[Stored items]

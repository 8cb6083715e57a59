use quill_core::{apply_callback, eval_callback, mask, Env, Error, Value};

use crate::register_fn;

pub fn register(env: &Env) {
    // Raise a LispError carrying the text of the argument.
    register_fn(env, "error", 1, Some(1), &[], |args, _| {
        let text = match &args[0] {
            Value::String(_) => args[0].display_string(),
            other => other.to_string(),
        };
        Err(Error::lisp(text))
    });

    // Non-local exit; only the driver catches this.
    register_fn(env, "exit", 0, Some(1), &[mask::NUMBER], |args, _| {
        let code = match args.first() {
            Some(arg) => arg
                .as_integer()
                .ok_or_else(|| Error::lisp(format!("{arg} is not a number.")))?
                as i32,
            None => 0,
        };
        Err(Error::Exit(code))
    });

    // One value from the standard reader; end of input yields nil.
    register_fn(env, "read", 0, Some(0), &[], |_args, _| {
        match quill_reader::read_from_stdin()? {
            Some(value) => Ok(value),
            None => Ok(Value::Nil),
        }
    });

    // Evaluate in the current environment.
    register_fn(env, "eval", 1, Some(1), &[], |args, env| {
        eval_callback(&args[0], env)
    });

    register_fn(
        env,
        "apply",
        2,
        Some(2),
        &[mask::CALLABLE, mask::LIST],
        |args, env| {
            let call_args = args[1]
                .list_to_vec()
                .ok_or_else(|| Error::lisp(format!("Expect list, got {}", args[1])))?;
            apply_callback(&args[0], &call_args, env)
        },
    );

    // Evaluate the captured expression in the captured environment,
    // at most once.
    register_fn(env, "force", 1, Some(1), &[mask::PROMISE], |args, _| {
        match &args[0] {
            Value::Promise(p) => {
                let cached = p.forced.borrow().clone();
                if let Some(value) = cached {
                    return Ok(value);
                }
                let value = eval_callback(&p.body, &p.env)?;
                *p.forced.borrow_mut() = Some(value.clone());
                Ok(value)
            }
            other => Err(Error::lisp(format!("force: expected promise, got {other}"))),
        }
    });
}
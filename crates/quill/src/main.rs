use clap::Parser;
use rustyline::error::ReadlineError;
use rustyline::DefaultEditor;

use quill_core::Error;
use quill_eval::Interpreter;

#[derive(Parser)]
#[command(name = "quill", about = "Quill: an interpreter for a small Scheme dialect", version)]
struct Cli {
    /// Source file to run non-interactively
    file: Option<String>,

    /// Evaluate an expression and print the result
    #[arg(short, long)]
    eval: Option<String>,

    /// Load file(s) before entering the REPL or running FILE
    #[arg(short, long = "load", action = clap::ArgAction::Append)]
    load: Vec<String>,

    /// Suppress the REPL banner
    #[arg(short, long)]
    quiet: bool,
}

fn main() {
    let cli = Cli::parse();
    let interpreter = Interpreter::new();

    for path in &cli.load {
        run_file(&interpreter, path);
    }

    if let Some(expr) = &cli.eval {
        match interpreter.eval_str(expr) {
            Ok(val) => println!("{val}"),
            Err(e) => exit_with(e),
        }
        return;
    }

    if let Some(file) = &cli.file {
        run_file(&interpreter, file);
        return;
    }

    repl(interpreter, cli.quiet);
}

/// Terminate with the error's classwise status; `exit` carries its own.
fn exit_with(e: Error) -> ! {
    if !matches!(e, Error::Exit(_)) {
        eprintln!("{e}");
    }
    std::process::exit(e.exit_code());
}

fn run_file(interpreter: &Interpreter, path: &str) {
    let file = match std::fs::File::open(path) {
        Ok(f) => f,
        Err(_) => exit_with(Error::interpreter(format!("Open file \"{path}\" failed"))),
    };
    let mut reader = quill_reader::Reader::new(std::io::BufReader::new(file));

    // Read every top-level form first: a syntax error terminates before
    // anything is evaluated.
    let mut forms = Vec::new();
    loop {
        match reader.read() {
            Ok(Some(form)) => forms.push(form),
            Ok(None) => break,
            Err(e) => exit_with(e),
        }
    }
    for form in &forms {
        if let Err(e) = interpreter.eval(form) {
            exit_with(e);
        }
    }
}

fn repl(interpreter: Interpreter, quiet: bool) {
    let mut rl = DefaultEditor::new().expect("failed to create editor");
    let history_path = history_dir().join("history.txt");
    let _ = rl.load_history(&history_path);

    if !quiet {
        println!("Quill v{} — a small Scheme dialect", env!("CARGO_PKG_VERSION"));
        println!("Press Ctrl-D to exit\n");
    }

    let mut buffer = String::new();
    let mut in_multiline = false;

    loop {
        let prompt = if in_multiline { "... " } else { ">>> " };
        match rl.readline(prompt) {
            Ok(line) => {
                if in_multiline {
                    buffer.push('\n');
                    buffer.push_str(&line);
                } else {
                    buffer = line;
                }

                if !is_balanced(&buffer) {
                    in_multiline = true;
                    continue;
                }
                in_multiline = false;
                let input = std::mem::take(&mut buffer);
                if input.trim().is_empty() {
                    continue;
                }
                let _ = rl.add_history_entry(input.trim());

                match interpreter.eval_str_all(&input) {
                    Ok(results) => {
                        for value in results {
                            println!("{value}");
                        }
                    }
                    Err(e @ Error::Exit(_)) => {
                        save_history(&mut rl, &history_path);
                        exit_with(e);
                    }
                    // Report, drop pending input, keep going.
                    Err(e) => eprintln!("{e}"),
                }
            }
            Err(ReadlineError::Interrupted) => {
                buffer.clear();
                in_multiline = false;
                println!("^C");
            }
            Err(ReadlineError::Eof) => break,
            Err(e) => {
                eprintln!("Error: {e}");
                break;
            }
        }
    }

    save_history(&mut rl, &history_path);
}

fn save_history(rl: &mut DefaultEditor, path: &std::path::Path) {
    let _ = std::fs::create_dir_all(history_dir());
    let _ = rl.save_history(path);
}

fn history_dir() -> std::path::PathBuf {
    std::env::var("HOME")
        .map(std::path::PathBuf::from)
        .unwrap_or_else(|_| std::path::PathBuf::from("."))
        .join(".quill")
}

/// Whether every paren is closed (outside string literals), so the REPL
/// knows when to stop asking for continuation lines.
fn is_balanced(input: &str) -> bool {
    let mut depth = 0i32;
    let mut in_string = false;
    let mut escape = false;
    let mut in_comment = false;
    for ch in input.chars() {
        if in_comment {
            if ch == '\n' {
                in_comment = false;
            }
            continue;
        }
        if escape {
            escape = false;
            continue;
        }
        if in_string {
            match ch {
                '\\' => escape = true,
                '"' => in_string = false,
                _ => {}
            }
            continue;
        }
        match ch {
            '"' => in_string = true,
            ';' => in_comment = true,
            '(' => depth += 1,
            ')' => depth -= 1,
            _ => {}
        }
    }
    depth <= 0 && !in_string
}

» YOUR TASK: Return the data from the top line through the bottom line exactly.

» WRITTEN ANSWER:
repository 8cb6083715e57a59
use quill_core::{apply_callback, eval_callback, mask, Env, Error, Value};

use crate::register_fn;

pub fn register(env: &Env) {
    // Raise a LispError carrying the text of the argument.
    register_fn(env, "error", 1, Some(1), &[], |args, _| {
        let text = match &args[0] {
            Value::String(_) => args[0].display_string(),
            other => other.to_string(),
        };
        Err(Error::lisp(text))
    });

    // Non-local exit; only the driver catches this.
    register_fn(env, "exit", 0, Some(1), &[mask::NUMBER], |args, _| {
        let code = match args.first() {
            Some(arg) => arg
                .as_integer()
                .ok_or_else(|| Error::lisp(format!("{arg} is not a number.")))?
                as i32,
            None => 0,
        };
        Err(Error::Exit(code))
    });

    // One value from the standard reader; end of input yields nil.
    register_fn(env, "read", 0, Some(0), &[], |_args, _| {
        match quill_reader::read_from_stdin()? {
            Some(value) => Ok(value),
            None => Ok(Value::Nil),
        }
    });

    // Evaluate in the current environment.
    register_fn(env, "eval", 1, Some(1), &[], |args, env| {
        eval_callback(&args[0], env)
    });

    register_fn(
        env,
        "apply",
        2,
        Some(2),
        &[mask::CALLABLE, mask::LIST],
        |args, env| {
            let call_args = args[1]
                .list_to_vec()
                .ok_or_else(|| Error::lisp(format!("Expect list, got {}", args[1])))?;
            apply_callback(&args[0], &call_args, env)
        },
    );

    // Evaluate the captured expression in the captured environment,
    // at most once.
    register_fn(env, "force", 1, Some(1), &[mask::PROMISE], |args, _| {
        match &args[0] {
            Value::Promise(p) => {
                let cached = p.forced.borrow().clone();
                if let Some(value) = cached {
                    return Ok(value);
                }
                let value = eval_callback(&p.body, &p.env)?;
                *p.forced.borrow_mut() = Some(value.clone());
                Ok(value)
            }
            other => Err(Error::lisp(format!("force: expected promise, got {other}"))),
        }
    });
}
filename crates/quill/src/main.rs
use clap::Parser;
use rustyline::error::ReadlineError;
use rustyline::DefaultEditor;

use quill_core::Error;
use quill_eval::Interpreter;

#[derive(Parser)]
#[command(name = "quill", about = "Quill: an interpreter for a small Scheme dialect", version)]
struct Cli {
    /// Source file to run non-interactively
    file: Option<String>,

    /// Evaluate an expression and print the result
    #[arg(short, long)]
    eval: Option<String>,

    /// Load file(s) before entering the REPL or running FILE
    #[arg(short, long = "load", action = clap::ArgAction::Append)]
    load: Vec<String>,

    /// Suppress the REPL banner
    #[arg(short, long)]
    quiet: bool,
}

fn main() {
    let cli = Cli::parse();
    let interpreter = Interpreter::new();

    for path in &cli.load {
        run_file(&interpreter, path);
    }

    if let Some(expr) = &cli.eval {
        match interpreter.eval_str(expr) {
            Ok(val) => println!("{val}"),
            Err(e) => exit_with(e),
        }
        return;
    }

    if let Some(file) = &cli.file {
        run_file(&interpreter, file);
        return;
    }

    repl(interpreter, cli.quiet);
}

/// Terminate with the error's classwise status; `exit` carries its own.
fn exit_with(e: Error) -> ! {
    if !matches!(e, Error::Exit(_)) {
        eprintln!("{e}");
    }
    std::process::exit(e.exit_code());
}

fn run_file(interpreter: &Interpreter, path: &str) {
    let file = match std::fs::File::open(path) {
        Ok(f) => f,
        Err(_) => exit_with(Error::interpreter(format!("Open file \"{path}\" failed"))),
    };
    let mut reader = quill_reader::Reader::new(std::io::BufReader::new(file));

    // Read every top-level form first: a syntax error terminates before
    // anything is evaluated.
    let mut forms = Vec::new();
    loop {
        match reader.read() {
            Ok(Some(form)) => forms.push(form),
            Ok(None) => break,
            Err(e) => exit_with(e),
        }
    }
    for form in &forms {
        if let Err(e) = interpreter.eval(form) {
            exit_with(e);
        }
    }
}

fn repl(interpreter: Interpreter, quiet: bool) {
    let mut rl = DefaultEditor::new().expect("failed to create editor");
    let history_path = history_dir().join("history.txt");
    let _ = rl.load_history(&history_path);

    if !quiet {
        println!("Quill v{} — a small Scheme dialect", env!("CARGO_PKG_VERSION"));
        println!("Press Ctrl-D to exit\n");
    }

    let mut buffer = String::new();
    let mut in_multiline = false;

    loop {
        let prompt = if in_multiline { "... " } else { ">>> " };
        match rl.readline(prompt) {
            Ok(line) => {
                if in_multiline {
                    buffer.push('\n');
                    buffer.push_str(&line);
                } else {
                    buffer = line;
                }

                if !is_balanced(&buffer) {
                    in_multiline = true;
                    continue;
                }
                in_multiline = false;
                let input = std::mem::take(&mut buffer);
                if input.trim().is_empty() {
                    continue;
                }
                let _ = rl.add_history_entry(input.trim());

                match interpreter.eval_str_all(&input) {
                    Ok(results) => {
                        for value in results {
                            println!("{value}");
                        }
                    }
                    Err(e @ Error::Exit(_)) => {
                        save_history(&mut rl, &history_path);
                        exit_with(e);
                    }
                    // Report, drop pending input, keep going.
                    Err(e) => eprintln!("{e}"),
                }
            }
            Err(ReadlineError::Interrupted) => {
                buffer.clear();
                in_multiline = false;
                println!("^C");
            }
            Err(ReadlineError::Eof) => break,
            Err(e) => {
                eprintln!("Error: {e}");
                break;
            }
        }
    }

    save_history(&mut rl, &history_path);
}

fn save_history(rl: &mut DefaultEditor, path: &std::path::Path) {
    let _ = std::fs::create_dir_all(history_dir());
    let _ = rl.save_history(path);
}

fn history_dir() -> std::path::PathBuf {
    std::env::var("HOME")
        .map(std::path::PathBuf::from)
        .unwrap_or_else(|_| std::path::PathBuf::from("."))
        .join(".quill")
}

/// Whether every paren is closed (outside string literals), so the REPL
/// knows when to stop asking for continuation lines.
fn is_balanced(input: &str) -> bool {
    let mut depth = 0i32;
    let mut in_string = false;
    let mut escape = false;
    let mut in_comment = false;
    for ch in input.chars() {
        if in_comment {
            if ch == '\n' {
                in_comment = false;
            }
            continue;
        }
        if escape {
            escape = false;
            continue;
        }
        if in_string {
            match ch {
                '\\' => escape = true,
                '"' => in_string = false,
                _ => {}
            }
            continue;
        }
        match ch {
            '"' => in_string = true,
            ';' => in_comment = true,
            '(' => depth += 1,
            ')' => depth -= 1,
            _ => {}
        }
    }
    depth <= 0 && !in_string
}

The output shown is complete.